## Information supplied
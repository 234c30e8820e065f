//! Séquences de gènes: codes IUPAC et extraction du promoteur

use std::fmt;

/// Codes IUPAC pour les nucléotides
#[derive(Debug, Clone, Copy, PartialEq, Eq, Hash)]
pub enum IupacBase {
    A,  // Adénine
    C,  // Cytosine
    G,  // Guanine
    T,  // Thymine
    R,  // A ou G (purine)
    Y,  // C ou T (pyrimidine)
    S,  // G ou C (strong)
    W,  // A ou T (weak)
    K,  // G ou T (keto)
    M,  // A ou C (amino)
    B,  // C ou G ou T
    D,  // A ou G ou T
    H,  // A ou C ou T
    V,  // A ou C ou G
    N,  // Any base
}

impl IupacBase {
    /// Convertit un caractère en base IUPAC (insensible à la casse)
    pub fn from_char(c: char) -> Option<Self> {
        match c.to_ascii_uppercase() {
            'A' => Some(IupacBase::A),
            'C' => Some(IupacBase::C),
            'G' => Some(IupacBase::G),
            'T' => Some(IupacBase::T),
            'R' => Some(IupacBase::R),
            'Y' => Some(IupacBase::Y),
            'S' => Some(IupacBase::S),
            'W' => Some(IupacBase::W),
            'K' => Some(IupacBase::K),
            'M' => Some(IupacBase::M),
            'B' => Some(IupacBase::B),
            'D' => Some(IupacBase::D),
            'H' => Some(IupacBase::H),
            'V' => Some(IupacBase::V),
            'N' => Some(IupacBase::N),
            _ => None,
        }
    }

    /// Convertit une base en caractère minuscule (alphabet du promoteur)
    pub fn as_char(self) -> char {
        match self {
            IupacBase::A => 'a',
            IupacBase::C => 'c',
            IupacBase::G => 'g',
            IupacBase::T => 't',
            IupacBase::R => 'r',
            IupacBase::Y => 'y',
            IupacBase::S => 's',
            IupacBase::W => 'w',
            IupacBase::K => 'k',
            IupacBase::M => 'm',
            IupacBase::B => 'b',
            IupacBase::D => 'd',
            IupacBase::H => 'h',
            IupacBase::V => 'v',
            IupacBase::N => 'n',
        }
    }

    /// Bases concrètes couvertes par ce code, en minuscules, dans l'ordre a, c, g, t
    pub fn expand(self) -> &'static [char] {
        match self {
            IupacBase::A => &['a'],
            IupacBase::C => &['c'],
            IupacBase::G => &['g'],
            IupacBase::T => &['t'],
            IupacBase::R => &['a', 'g'],
            IupacBase::Y => &['c', 't'],
            IupacBase::S => &['c', 'g'],
            IupacBase::W => &['a', 't'],
            IupacBase::K => &['g', 't'],
            IupacBase::M => &['a', 'c'],
            IupacBase::B => &['c', 'g', 't'],
            IupacBase::D => &['a', 'g', 't'],
            IupacBase::H => &['a', 'c', 't'],
            IupacBase::V => &['a', 'c', 'g'],
            IupacBase::N => &['a', 'c', 'g', 't'],
        }
    }
}

impl fmt::Display for IupacBase {
    fn fmt(&self, f: &mut fmt::Formatter<'_>) -> fmt::Result {
        write!(f, "{}", self.as_char())
    }
}

/// Extrait la région promotrice d'une séquence de gène.
///
/// La région promotrice est formée des caractères minuscules ASCII de la
/// séquence, dans leur ordre d'origine. Majuscules (région codante),
/// chiffres et ponctuation sont retirés; aucun caractère conservé n'est
/// modifié.
pub fn extract_promoter(sequence: &str) -> String {
    sequence.chars().filter(char::is_ascii_lowercase).collect()
}
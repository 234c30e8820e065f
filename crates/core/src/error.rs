//! Types d'erreurs pour la bibliothèque de propension

use thiserror::Error;

#[derive(Error, Debug)]
pub enum GeneError {
    #[error("Base IUPAC invalide dans le motif {motif:?}: {base:?}")]
    InvalidBase { motif: String, base: char },

    #[error("Motif vide dans la table des sites de fixation")]
    EmptyMotif,

    #[error("Motif en double dans la table: {0}")]
    DuplicateMotif(String),

    #[error("Enregistrement malformé ligne {line}: {reason}")]
    MalformedRecord { line: u64, reason: String },

    #[error("Propension invalide ligne {line}: {value:?}")]
    InvalidPropensity { line: u64, value: String },

    #[error("Erreur IO: {0}")]
    Io(#[from] std::io::Error),

    #[error("Erreur CSV: {0}")]
    Csv(#[from] csv::Error),

    #[error("Erreur de sérialisation: {0}")]
    Serialization(#[from] serde_json::Error),
}

pub type Result<T> = std::result::Result<T, GeneError>;
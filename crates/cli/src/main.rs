//! CLI pour le classement des gènes par propension à la réponse au glucose

use clap::{Parser, Subcommand};
use indicatif::{ProgressBar, ProgressStyle};
use std::path::PathBuf;
use std::time::Duration;

mod commands;
mod config;
mod display;

use commands::{inspect, motifs, rank};
use crate::config::AppConfig;

#[derive(Parser)]
#[command(name = "gluco")]
#[command(about = "Classement des gènes par propension à la régulation par le glucose", long_about = None)]
#[command(version = "0.1.0")]
struct Cli {
    #[command(subcommand)]
    command: Commands,

    /// Fichier de configuration (TOML)
    #[arg(short, long, global = true)]
    config: Option<PathBuf>,

    /// Niveau de verbosité
    #[arg(short, long, action = clap::ArgAction::Count, global = true)]
    verbose: u8,
}

#[derive(Subcommand)]
enum Commands {
    /// Calcule la propension de chaque gène et exporte les meilleurs
    Rank {
        /// Base de promoteurs (CSV)
        #[arg(short, long)]
        input: Option<PathBuf>,

        /// Fichier de sortie des meilleurs gènes (CSV)
        #[arg(short, long)]
        output: Option<PathBuf>,

        /// Nombre de gènes à exporter
        #[arg(short = 'n', long)]
        top_n: Option<usize>,

        /// Calculer les scores en parallèle
        #[arg(short, long)]
        parallel: bool,

        /// Exporter aussi le détail des meilleurs gènes en JSON, à côté du CSV
        #[arg(short, long)]
        json: bool,
    },

    /// Affiche le détail des sites de fixation d'un gène
    Inspect {
        /// Base de promoteurs (CSV)
        #[arg(short, long)]
        input: Option<PathBuf>,

        /// Identifiant du gène
        #[arg(long)]
        id: String,

        /// Format d'affichage
        #[arg(short, long, value_enum, default_value = "text")]
        format: ReportFormat,
    },

    /// Liste la table des motifs et leurs poids
    Motifs,
}

#[derive(clap::ValueEnum, Clone)]
pub enum ReportFormat {
    Text,
    Json,
}

fn main() -> anyhow::Result<()> {
    let cli = Cli::parse();
    let mut app_config = AppConfig::load(cli.config.as_deref())?;

    let level = match cli.verbose {
        0 => app_config.logging.level.as_str(),
        1 => "info",
        _ => "debug",
    };
    gluco_core::init_logging(level);

    match cli.command {
        Commands::Rank {
            input,
            output,
            top_n,
            parallel,
            json,
        } => {
            let pipeline = &mut app_config.pipeline;
            if let Some(input) = input {
                pipeline.input = input;
            }
            if let Some(output) = output {
                pipeline.output = output;
            }
            if let Some(top_n) = top_n {
                pipeline.top_n = top_n;
            }
            pipeline.parallel |= parallel;

            rank::run(&app_config.pipeline, json)?;
        }
        Commands::Inspect { input, id, format } => {
            let input = input.unwrap_or(app_config.pipeline.input);
            inspect::run(input, &id, format)?;
        }
        Commands::Motifs => {
            motifs::run()?;
        }
    }

    Ok(())
}

/// Crée une barre de progression
pub fn create_progress_bar(length: u64, msg: &str) -> ProgressBar {
    let pb = ProgressBar::new(length);
    pb.set_style(
        ProgressStyle::default_bar()
            .template("[{elapsed_precise}] [{bar:40.cyan/blue}] {pos}/{len} {msg}")
            .unwrap_or_else(|_| ProgressStyle::default_bar())
            .progress_chars("##-"),
    );
    pb.set_message(msg.to_string());
    pb
}

/// Crée une barre de progression spinner
pub fn create_spinner(msg: &str) -> ProgressBar {
    let pb = ProgressBar::new_spinner();
    pb.set_style(
        ProgressStyle::default_spinner()
            .template("{spinner:.green} [{elapsed_precise}] {msg}")
            .unwrap_or_else(|_| ProgressStyle::default_spinner()),
    );
    pb.set_message(msg.to_string());
    pb.enable_steady_tick(SPINNER_TICK);
    pb
}

/// Intervalle d'animation des spinners
const SPINNER_TICK: Duration = Duration::from_millis(100);

#[cfg(test)]
mod tests {
    use super::*;

    #[test]
    fn test_spinner_animates_until_finished() {
        let spinner = create_spinner("Lecture des gènes...");
        assert_eq!(spinner.message(), "Lecture des gènes...");
        assert!(!spinner.is_finished());

        std::thread::sleep(SPINNER_TICK * 3);
        spinner.finish_with_message("terminé");
        assert!(spinner.is_finished());
        assert_eq!(spinner.message(), "terminé");
    }

    #[test]
    fn test_json_flag_is_a_switch() {
        let cli = Cli::try_parse_from(["gluco", "rank", "--json", "-o", "out/top.csv"]).unwrap();
        match cli.command {
            Commands::Rank { json, output, .. } => {
                assert!(json);
                assert_eq!(output, Some(PathBuf::from("out/top.csv")));
            }
            _ => panic!("sous-commande inattendue"),
        }
    }
}
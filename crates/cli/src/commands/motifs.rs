//! Commande de liste des motifs

use crate::display::motifs::display_motifs;
use anyhow::Result;
use gluco_core::MotifTable;

pub fn run() -> Result<()> {
    display_motifs(MotifTable::reference());
    Ok(())
}
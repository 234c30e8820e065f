//! Configuration de l'application

use serde::Deserialize;
use std::path::{Path, PathBuf};

/// Configuration du pipeline de classement
#[derive(Debug, Clone, Deserialize)]
#[serde(default)]
pub struct PipelineConfig {
    pub input: PathBuf,
    pub output: PathBuf,
    pub top_n: usize,
    pub parallel: bool,
}

impl Default for PipelineConfig {
    fn default() -> Self {
        Self {
            input: PathBuf::from("arabidopsis.csv"),
            output: PathBuf::from("top20.csv"),
            top_n: 20,
            parallel: false,
        }
    }
}

/// Configuration du logging
#[derive(Debug, Clone, Deserialize)]
#[serde(default)]
pub struct LoggingConfig {
    pub level: String,
}

impl Default for LoggingConfig {
    fn default() -> Self {
        Self {
            level: "warn".to_string(),
        }
    }
}

/// Configuration complète de l'application
#[derive(Debug, Clone, Deserialize, Default)]
#[serde(default)]
pub struct AppConfig {
    pub pipeline: PipelineConfig,
    pub logging: LoggingConfig,
}

impl AppConfig {
    /// Charge la configuration: fichier optionnel puis variables `GLUCO_*`
    /// (ex. `GLUCO_PIPELINE__TOP_N=50`).
    pub fn load(path: Option<&Path>) -> Result<Self, ::config::ConfigError> {
        Self::load_from(path, None)
    }

    /// `env` remplace l'environnement du processus lorsqu'il est fourni
    fn load_from(
        path: Option<&Path>,
        env: Option<::config::Map<String, String>>,
    ) -> Result<Self, ::config::ConfigError> {
        let mut builder = ::config::Config::builder();

        if let Some(path) = path {
            builder = builder.add_source(::config::File::from(path).required(true));
        }

        builder
            .add_source(
                ::config::Environment::with_prefix("GLUCO")
                    .prefix_separator("_")
                    .separator("__")
                    .try_parsing(true)
                    .source(env),
            )
            .build()?
            .try_deserialize()
    }
}

#[cfg(test)]
mod tests {
    use super::*;

    #[test]
    fn test_defaults() {
        let cfg = AppConfig::default();
        assert_eq!(cfg.pipeline.input, PathBuf::from("arabidopsis.csv"));
        assert_eq!(cfg.pipeline.output, PathBuf::from("top20.csv"));
        assert_eq!(cfg.pipeline.top_n, 20);
        assert!(!cfg.pipeline.parallel);
        assert_eq!(cfg.logging.level, "warn");
    }

    #[test]
    fn test_load_from_toml_file() {
        let dir = tempfile::tempdir().unwrap();
        let path = dir.path().join("gluco.toml");
        std::fs::write(&path, "[pipeline]\ntop_n = 5\nparallel = true\n\n[logging]\nlevel = \"debug\"\n").unwrap();

        let cfg = AppConfig::load(Some(path.as_path())).unwrap();
        assert_eq!(cfg.pipeline.top_n, 5);
        assert!(cfg.pipeline.parallel);
        assert_eq!(cfg.pipeline.input, PathBuf::from("arabidopsis.csv"));
        assert_eq!(cfg.logging.level, "debug");
    }

    #[test]
    fn test_missing_config_file_is_an_error() {
        let dir = tempfile::tempdir().unwrap();
        assert!(AppConfig::load(Some(dir.path().join("absent.toml").as_path())).is_err());
    }

    fn env(vars: &[(&str, &str)]) -> Option<::config::Map<String, String>> {
        Some(vars.iter().map(|(k, v)| (k.to_string(), v.to_string())).collect())
    }

    #[test]
    fn test_load_from_environment() {
        let cfg = AppConfig::load_from(
            None,
            env(&[
                ("GLUCO_PIPELINE__TOP_N", "50"),
                ("GLUCO_PIPELINE__OUTPUT", "top50.csv"),
                ("GLUCO_LOGGING__LEVEL", "info"),
            ]),
        )
        .unwrap();

        assert_eq!(cfg.pipeline.top_n, 50);
        assert_eq!(cfg.pipeline.output, PathBuf::from("top50.csv"));
        assert_eq!(cfg.logging.level, "info");
    }

    #[test]
    fn test_environment_overrides_file() {
        let dir = tempfile::tempdir().unwrap();
        let path = dir.path().join("gluco.toml");
        std::fs::write(&path, "[pipeline]\ntop_n = 5\n").unwrap();

        let cfg = AppConfig::load_from(Some(path.as_path()), env(&[("GLUCO_PIPELINE__TOP_N", "7")])).unwrap();
        assert_eq!(cfg.pipeline.top_n, 7);
    }

    #[test]
    fn test_unrelated_variables_are_ignored() {
        let cfg = AppConfig::load_from(None, env(&[("GLUCOSE_LEVEL", "high"), ("PIPELINE__TOP_N", "3")])).unwrap();
        assert_eq!(cfg.pipeline.top_n, 20);
    }
}
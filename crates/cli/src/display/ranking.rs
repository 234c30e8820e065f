//! Affichage du classement

use console::style;
use gluco_core::{extract_promoter, GeneRecord};
use tabled::{Table, Tabled};

#[derive(Tabled)]
struct RankingRow {
    #[tabled(rename = "#")]
    rank: usize,
    #[tabled(rename = "ID")]
    id: String,
    #[tabled(rename = "Propension")]
    propensity: String,
    #[tabled(rename = "Promoteur (pb)")]
    promoter_len: usize,
}

/// Affiche les gènes classés sous forme de tableau
pub fn display_ranking(genes: &[GeneRecord]) {
    if genes.is_empty() {
        println!("Aucun gène sélectionné");
        return;
    }

    let rows: Vec<RankingRow> = genes
        .iter()
        .enumerate()
        .map(|(i, gene)| RankingRow {
            rank: i + 1,
            id: gene.id().to_string(),
            propensity: format!("{:.4}", gene.propensity()),
            promoter_len: extract_promoter(gene.sequence()).len(),
        })
        .collect();

    println!("\n{}", style(format!("📊 Top {} des gènes", genes.len())).bold().cyan());
    println!("{}", Table::new(rows));
}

## Exercise details
Whenever a line of the data includes "GeneError", copy that line.

## Answer below
pub enum GeneError {
pub type Result<T> = std::result::Result<T, GeneError>;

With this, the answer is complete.